Gabriele e Nadia, fidanzati dai
tempi dell’università, convivono in un appartamento della provincia del
nord-est italiano. Lui è un ingegnere meccanico, manager in una importante
multinazionale con diverse sedi all’estero, lei una veterinaria in una clinica
veterinaria, sommersa dal lavoro e dai debiti. Gabriele e Nadia sono una coppia
stabile, felice, ma comunque alla ricerca di una svolta, di quel cambiamento
che permetta loro di evitare lunghi silenzi davanti alla tv alla sera rientrati
dai rispettivi lavori.
Con Vorrei star fermo mentre il mondo va, pubblicato da Mondadori nel
2010, Simone Marcuzzi, classe 1981, analizzava il passaggio di un diciottenne
all’età adulta.

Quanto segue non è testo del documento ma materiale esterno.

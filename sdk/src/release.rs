//! Artifact source contracts
//!
//! `ReleaseIndex` turns a repository and version into a download URL,
//! `ArtifactFetcher` turns that URL into a verified binary.

use async_trait::async_trait;

use crate::errors::Result;
use crate::types::{Artifact, ResolvedRelease};

#[async_trait]
pub trait ReleaseIndex: Send + Sync {
    /// Find the download URL of the first asset containing `asset_substring`
    ///
    /// An empty `desired_version` selects the most recently published
    /// non-draft, non-prerelease release.
    async fn resolve_download_url(
        &self,
        repo: &str,
        desired_version: &str,
        asset_substring: &str,
    ) -> Result<ResolvedRelease>;
}

#[async_trait]
pub trait ArtifactFetcher: Send + Sync {
    /// Download the archive at `url` and return its checksum-verified binary
    async fn download_and_verify(&self, url: &str) -> Result<Artifact>;
}
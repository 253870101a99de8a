//! Plugin implementation trait
//!
//! Every plugin type the installer knows about implements this trait. The
//! registry hands out a fresh, empty instance per declared plugin; the config
//! resolver then calls `parse` and `validate` on it, and the pipeline later
//! drives `resolve_download_url`, `configure` and `check`.

use async_trait::async_trait;

use crate::control_plane::ControlPlane;
use crate::errors::Result;
use crate::expr::ExprContext;
use crate::release::ReleaseIndex;
use crate::report::Section;
use crate::types::ResolvedRelease;

/// What a plugin needs to talk to the control plane while configuring
pub struct PluginContext<'a> {
    pub control_plane: &'a dyn ControlPlane,
    pub mount_path: &'a str,
    /// Report section of the plugin being processed
    pub section: &'a dyn Section,
}

impl<'a> PluginContext<'a> {
    pub fn new(
        control_plane: &'a dyn ControlPlane,
        mount_path: &'a str,
        section: &'a dyn Section,
    ) -> Self {
        Self {
            control_plane,
            mount_path,
            section,
        }
    }

    /// Join `suffix` onto the mount path
    pub fn path(&self, suffix: &str) -> String {
        format!(
            "{}/{}",
            self.mount_path.trim_end_matches('/'),
            suffix.trim_start_matches('/')
        )
    }
}

/// Trait that all plugin types must implement
#[async_trait]
pub trait PluginImplementation: Send + Sync + std::fmt::Debug {
    /// Registry name of the plugin type
    fn type_name(&self) -> &'static str;

    /// Consume the plugin-specific configuration body
    ///
    /// Expressions inside the body are evaluated with `ctx`.
    async fn parse(&mut self, body: toml::Value, ctx: &ExprContext) -> Result<()>;

    /// Check the parsed configuration for consistency
    fn validate(&self) -> Result<()>;

    /// Find where to download the plugin binary
    async fn resolve_download_url(
        &self,
        releases: &dyn ReleaseIndex,
        version: &str,
        build_arch: Option<&str>,
    ) -> Result<ResolvedRelease>;

    /// Push the declared configuration to the control plane
    async fn configure(&self, ctx: &PluginContext<'_>) -> Result<()>;

    /// Verify the control plane matches the declared configuration
    ///
    /// Must not mutate remote state.
    async fn check(&self, ctx: &PluginContext<'_>) -> Result<()>;
}

/// Release asset for the running platform, or `{build_arch}.zip` when overridden
pub fn asset_substring(build_arch: Option<&str>) -> String {
    match build_arch {
        Some(arch) if !arch.trim().is_empty() => format!("{}.zip", arch.trim()),
        _ => {
            if cfg!(target_os = "linux") {
                "linux.zip".to_string()
            } else if cfg!(target_os = "macos") {
                "darwin.zip".to_string()
            } else {
                "windows.zip".to_string()
            }
        }
    }
}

Questo Dove si va da qui
pare essere il suo naturale sviluppo, in cui i protagonisti più anziani e già
realizzati professionalmente sono costretti dalla vita a prendere delle
decisioni senza possibilità di fuga.
Marcuzzi è bravissimo a
rappresentare il contemporaneo quotidiano, fatto di viaggi in automobile, di
colazioni consumate fugacemente, di cene scaldate, di telefonate, di pranzi in
famiglia. L’architettura della coppia è costruita con distacco dallo scrittore
friulano; un lucido distacco che pone Gabriele e Nadia esattamente sullo stesso
piano, osservati esattamente dalla stessa distanza. Sono persone adulte e mature
quelle che si muovono in Dove si va da
qui, ma anche vulnerabili e soprattutto umane, capaci di amare, ma incapaci
di dimostrarlo in una provincia italiana sconvolta dalla crisi economica che
spazza via la complicità della coppia, la sicurezza e soprattutto trasforma
quella convivenza basata su una solida routine in una lotta alla sopravvivenza.
Una battaglia per rimanere a galla quando il cambiamento è necessario, ma tutto
è immobile; quando l’amore c’è, ma non è sufficiente.